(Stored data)
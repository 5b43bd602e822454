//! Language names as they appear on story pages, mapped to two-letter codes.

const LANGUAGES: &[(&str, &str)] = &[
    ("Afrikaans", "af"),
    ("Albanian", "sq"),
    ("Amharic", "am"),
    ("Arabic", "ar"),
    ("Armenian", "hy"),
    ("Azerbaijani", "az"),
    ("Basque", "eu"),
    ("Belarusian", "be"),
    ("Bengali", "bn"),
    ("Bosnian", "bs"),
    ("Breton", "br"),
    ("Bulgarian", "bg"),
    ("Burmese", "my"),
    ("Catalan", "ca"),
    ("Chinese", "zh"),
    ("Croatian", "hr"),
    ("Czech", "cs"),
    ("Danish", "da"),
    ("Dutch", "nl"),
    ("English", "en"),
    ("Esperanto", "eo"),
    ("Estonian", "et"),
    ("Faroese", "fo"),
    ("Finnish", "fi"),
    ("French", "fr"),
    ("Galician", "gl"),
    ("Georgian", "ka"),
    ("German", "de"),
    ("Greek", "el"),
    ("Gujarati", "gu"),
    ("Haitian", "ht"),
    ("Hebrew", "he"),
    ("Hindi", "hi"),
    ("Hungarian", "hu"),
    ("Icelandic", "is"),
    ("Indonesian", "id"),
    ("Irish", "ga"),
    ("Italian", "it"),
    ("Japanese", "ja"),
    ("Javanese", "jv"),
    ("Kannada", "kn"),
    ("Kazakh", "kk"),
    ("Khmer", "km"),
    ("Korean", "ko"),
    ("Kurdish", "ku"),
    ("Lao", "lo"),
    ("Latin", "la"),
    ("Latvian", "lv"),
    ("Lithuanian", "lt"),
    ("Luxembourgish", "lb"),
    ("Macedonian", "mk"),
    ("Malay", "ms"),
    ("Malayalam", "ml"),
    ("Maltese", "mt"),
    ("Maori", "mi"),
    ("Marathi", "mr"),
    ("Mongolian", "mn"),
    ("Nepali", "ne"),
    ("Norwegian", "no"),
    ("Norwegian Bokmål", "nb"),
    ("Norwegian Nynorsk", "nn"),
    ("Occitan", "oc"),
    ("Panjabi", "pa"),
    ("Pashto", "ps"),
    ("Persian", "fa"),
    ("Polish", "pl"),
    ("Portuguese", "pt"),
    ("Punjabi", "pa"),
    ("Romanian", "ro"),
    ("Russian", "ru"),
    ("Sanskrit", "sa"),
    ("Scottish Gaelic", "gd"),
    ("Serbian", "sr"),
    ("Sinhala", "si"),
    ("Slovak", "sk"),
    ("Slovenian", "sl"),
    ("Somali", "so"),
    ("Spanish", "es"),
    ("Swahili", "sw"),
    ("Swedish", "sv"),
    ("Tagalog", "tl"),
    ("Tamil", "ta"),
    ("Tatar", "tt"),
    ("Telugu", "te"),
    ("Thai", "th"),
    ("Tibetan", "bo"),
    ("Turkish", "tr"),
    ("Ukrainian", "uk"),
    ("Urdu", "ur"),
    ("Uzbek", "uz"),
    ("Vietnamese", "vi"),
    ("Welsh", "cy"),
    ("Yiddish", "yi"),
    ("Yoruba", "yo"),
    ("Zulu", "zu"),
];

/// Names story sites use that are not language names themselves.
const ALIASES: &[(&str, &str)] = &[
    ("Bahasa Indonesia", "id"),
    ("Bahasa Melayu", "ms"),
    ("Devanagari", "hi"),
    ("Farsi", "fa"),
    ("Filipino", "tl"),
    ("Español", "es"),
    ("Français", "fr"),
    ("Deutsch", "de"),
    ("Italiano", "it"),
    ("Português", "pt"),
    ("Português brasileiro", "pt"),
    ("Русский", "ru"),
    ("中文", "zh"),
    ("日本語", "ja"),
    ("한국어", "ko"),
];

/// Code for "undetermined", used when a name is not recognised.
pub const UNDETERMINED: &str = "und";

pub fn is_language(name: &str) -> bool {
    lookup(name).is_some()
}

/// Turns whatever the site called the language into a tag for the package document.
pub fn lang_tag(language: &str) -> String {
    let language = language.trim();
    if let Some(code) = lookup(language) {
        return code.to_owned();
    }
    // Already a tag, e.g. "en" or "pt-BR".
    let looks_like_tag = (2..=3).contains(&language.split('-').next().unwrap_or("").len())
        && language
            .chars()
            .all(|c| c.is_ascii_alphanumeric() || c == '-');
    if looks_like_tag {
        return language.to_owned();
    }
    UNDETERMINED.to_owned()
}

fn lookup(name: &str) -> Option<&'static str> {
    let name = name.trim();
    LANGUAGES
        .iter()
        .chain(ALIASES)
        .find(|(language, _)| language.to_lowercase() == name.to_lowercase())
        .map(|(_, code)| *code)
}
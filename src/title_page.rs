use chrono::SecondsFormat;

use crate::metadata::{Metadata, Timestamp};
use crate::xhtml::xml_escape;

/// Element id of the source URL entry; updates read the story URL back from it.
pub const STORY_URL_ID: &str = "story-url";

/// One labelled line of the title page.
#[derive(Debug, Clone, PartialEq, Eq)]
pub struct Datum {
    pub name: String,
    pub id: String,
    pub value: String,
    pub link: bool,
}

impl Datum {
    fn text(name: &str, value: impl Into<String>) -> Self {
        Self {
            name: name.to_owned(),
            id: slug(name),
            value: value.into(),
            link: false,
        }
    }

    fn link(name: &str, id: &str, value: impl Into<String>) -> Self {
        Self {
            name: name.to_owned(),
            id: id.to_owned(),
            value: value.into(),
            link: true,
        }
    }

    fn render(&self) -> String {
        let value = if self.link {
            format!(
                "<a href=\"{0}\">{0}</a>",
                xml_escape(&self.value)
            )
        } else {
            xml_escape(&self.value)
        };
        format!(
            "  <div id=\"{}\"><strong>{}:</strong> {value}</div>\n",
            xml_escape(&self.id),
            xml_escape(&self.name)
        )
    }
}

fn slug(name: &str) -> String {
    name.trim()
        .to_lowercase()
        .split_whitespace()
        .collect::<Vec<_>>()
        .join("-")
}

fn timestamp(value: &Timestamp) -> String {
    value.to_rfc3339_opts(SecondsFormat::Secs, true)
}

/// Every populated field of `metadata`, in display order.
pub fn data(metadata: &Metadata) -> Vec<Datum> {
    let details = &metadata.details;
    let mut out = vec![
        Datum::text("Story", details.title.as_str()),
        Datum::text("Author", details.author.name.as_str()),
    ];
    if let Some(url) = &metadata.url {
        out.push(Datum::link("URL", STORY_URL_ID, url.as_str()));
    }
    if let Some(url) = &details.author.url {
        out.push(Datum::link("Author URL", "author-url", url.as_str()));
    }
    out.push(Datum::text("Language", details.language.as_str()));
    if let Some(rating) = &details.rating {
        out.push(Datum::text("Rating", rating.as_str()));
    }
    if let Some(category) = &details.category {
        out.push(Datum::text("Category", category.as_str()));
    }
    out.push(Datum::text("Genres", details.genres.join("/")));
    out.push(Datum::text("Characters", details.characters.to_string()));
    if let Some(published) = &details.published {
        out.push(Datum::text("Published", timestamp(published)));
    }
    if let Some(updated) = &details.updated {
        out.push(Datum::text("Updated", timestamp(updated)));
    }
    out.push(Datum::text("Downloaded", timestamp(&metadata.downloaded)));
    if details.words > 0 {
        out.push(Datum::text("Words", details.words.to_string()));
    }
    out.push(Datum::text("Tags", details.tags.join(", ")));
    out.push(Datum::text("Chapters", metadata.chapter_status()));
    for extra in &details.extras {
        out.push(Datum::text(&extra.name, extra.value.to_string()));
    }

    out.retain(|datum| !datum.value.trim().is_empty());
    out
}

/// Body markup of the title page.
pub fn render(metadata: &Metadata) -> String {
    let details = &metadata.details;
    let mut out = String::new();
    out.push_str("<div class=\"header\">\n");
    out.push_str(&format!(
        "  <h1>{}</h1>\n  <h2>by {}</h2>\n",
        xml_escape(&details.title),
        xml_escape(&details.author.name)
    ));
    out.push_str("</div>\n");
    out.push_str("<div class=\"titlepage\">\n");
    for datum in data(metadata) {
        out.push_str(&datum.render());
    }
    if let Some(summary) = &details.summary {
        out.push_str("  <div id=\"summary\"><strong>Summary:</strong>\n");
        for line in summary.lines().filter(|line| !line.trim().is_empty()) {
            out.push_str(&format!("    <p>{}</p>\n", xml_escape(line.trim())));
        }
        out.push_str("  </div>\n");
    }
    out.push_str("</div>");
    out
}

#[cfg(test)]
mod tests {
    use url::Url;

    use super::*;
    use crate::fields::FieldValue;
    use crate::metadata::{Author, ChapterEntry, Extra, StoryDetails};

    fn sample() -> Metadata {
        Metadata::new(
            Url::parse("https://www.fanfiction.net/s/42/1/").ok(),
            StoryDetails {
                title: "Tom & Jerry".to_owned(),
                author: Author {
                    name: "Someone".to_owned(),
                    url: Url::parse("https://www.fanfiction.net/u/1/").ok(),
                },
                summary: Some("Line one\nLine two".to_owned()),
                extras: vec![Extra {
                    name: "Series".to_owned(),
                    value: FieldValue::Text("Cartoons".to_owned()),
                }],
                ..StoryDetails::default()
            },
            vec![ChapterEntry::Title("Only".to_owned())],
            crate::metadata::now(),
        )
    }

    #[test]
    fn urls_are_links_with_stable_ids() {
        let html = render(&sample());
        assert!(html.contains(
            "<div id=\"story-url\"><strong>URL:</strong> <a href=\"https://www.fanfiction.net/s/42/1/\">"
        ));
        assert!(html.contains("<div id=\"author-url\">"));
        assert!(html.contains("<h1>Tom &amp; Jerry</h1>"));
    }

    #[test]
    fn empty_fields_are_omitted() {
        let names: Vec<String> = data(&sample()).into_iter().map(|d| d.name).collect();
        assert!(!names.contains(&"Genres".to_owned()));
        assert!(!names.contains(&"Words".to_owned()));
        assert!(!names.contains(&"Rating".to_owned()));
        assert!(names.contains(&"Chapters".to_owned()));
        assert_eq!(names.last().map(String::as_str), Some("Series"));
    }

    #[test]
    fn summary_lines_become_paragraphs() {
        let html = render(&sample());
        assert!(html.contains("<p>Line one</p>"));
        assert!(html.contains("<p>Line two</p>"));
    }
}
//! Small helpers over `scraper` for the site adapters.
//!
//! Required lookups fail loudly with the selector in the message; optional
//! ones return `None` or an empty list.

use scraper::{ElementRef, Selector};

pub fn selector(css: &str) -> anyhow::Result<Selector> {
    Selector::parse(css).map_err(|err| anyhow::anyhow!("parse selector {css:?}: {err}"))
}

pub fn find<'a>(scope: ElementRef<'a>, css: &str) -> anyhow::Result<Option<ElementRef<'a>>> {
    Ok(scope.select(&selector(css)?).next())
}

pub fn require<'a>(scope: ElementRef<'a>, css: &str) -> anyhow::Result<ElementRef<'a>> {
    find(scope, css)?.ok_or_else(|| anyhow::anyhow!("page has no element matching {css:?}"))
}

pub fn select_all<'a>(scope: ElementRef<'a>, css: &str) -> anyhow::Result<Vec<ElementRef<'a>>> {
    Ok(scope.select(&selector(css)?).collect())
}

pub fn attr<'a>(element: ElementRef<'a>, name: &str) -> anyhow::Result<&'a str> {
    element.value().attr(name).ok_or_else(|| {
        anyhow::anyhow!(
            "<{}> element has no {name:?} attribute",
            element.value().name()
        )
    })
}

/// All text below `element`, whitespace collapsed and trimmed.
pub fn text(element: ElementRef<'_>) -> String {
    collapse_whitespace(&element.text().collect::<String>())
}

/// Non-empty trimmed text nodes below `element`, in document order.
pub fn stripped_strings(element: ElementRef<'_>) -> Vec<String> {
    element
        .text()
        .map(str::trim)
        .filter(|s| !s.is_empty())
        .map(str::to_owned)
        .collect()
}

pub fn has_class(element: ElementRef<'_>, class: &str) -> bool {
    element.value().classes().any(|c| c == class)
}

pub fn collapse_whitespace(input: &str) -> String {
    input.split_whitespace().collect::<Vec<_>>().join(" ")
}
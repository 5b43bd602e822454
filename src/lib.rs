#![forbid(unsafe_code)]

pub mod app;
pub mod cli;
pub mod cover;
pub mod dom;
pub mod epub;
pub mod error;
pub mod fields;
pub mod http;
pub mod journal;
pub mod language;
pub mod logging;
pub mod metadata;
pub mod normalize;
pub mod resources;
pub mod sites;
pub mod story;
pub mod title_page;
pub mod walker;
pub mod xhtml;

_What to do_
The required output is the line containing "collapsed and trimmed." through the last line of the records above, each copied exactly and nothing more.

_Your response_
/// All text below `element`, whitespace collapsed and trimmed.
pub fn text(element: ElementRef<'_>) -> String {
    collapse_whitespace(&element.text().collect::<String>())
}

/// Non-empty trimmed text nodes below `element`, in document order.
pub fn stripped_strings(element: ElementRef<'_>) -> Vec<String> {
    element
        .text()
        .map(str::trim)
        .filter(|s| !s.is_empty())
        .map(str::to_owned)
        .collect()
}

pub fn has_class(element: ElementRef<'_>, class: &str) -> bool {
    element.value().classes().any(|c| c == class)
}

pub fn collapse_whitespace(input: &str) -> String {
    input.split_whitespace().collect::<Vec<_>>().join(" ")
}
repository 5b43bd602e822454
filename src/lib.rs
#![forbid(unsafe_code)]

pub mod app;
pub mod cli;
pub mod cover;
pub mod dom;
pub mod epub;
pub mod error;
pub mod fields;
pub mod http;
pub mod journal;
pub mod language;
pub mod logging;
pub mod metadata;
pub mod normalize;
pub mod resources;
pub mod sites;
pub mod story;
pub mod title_page;
pub mod walker;
pub mod xhtml;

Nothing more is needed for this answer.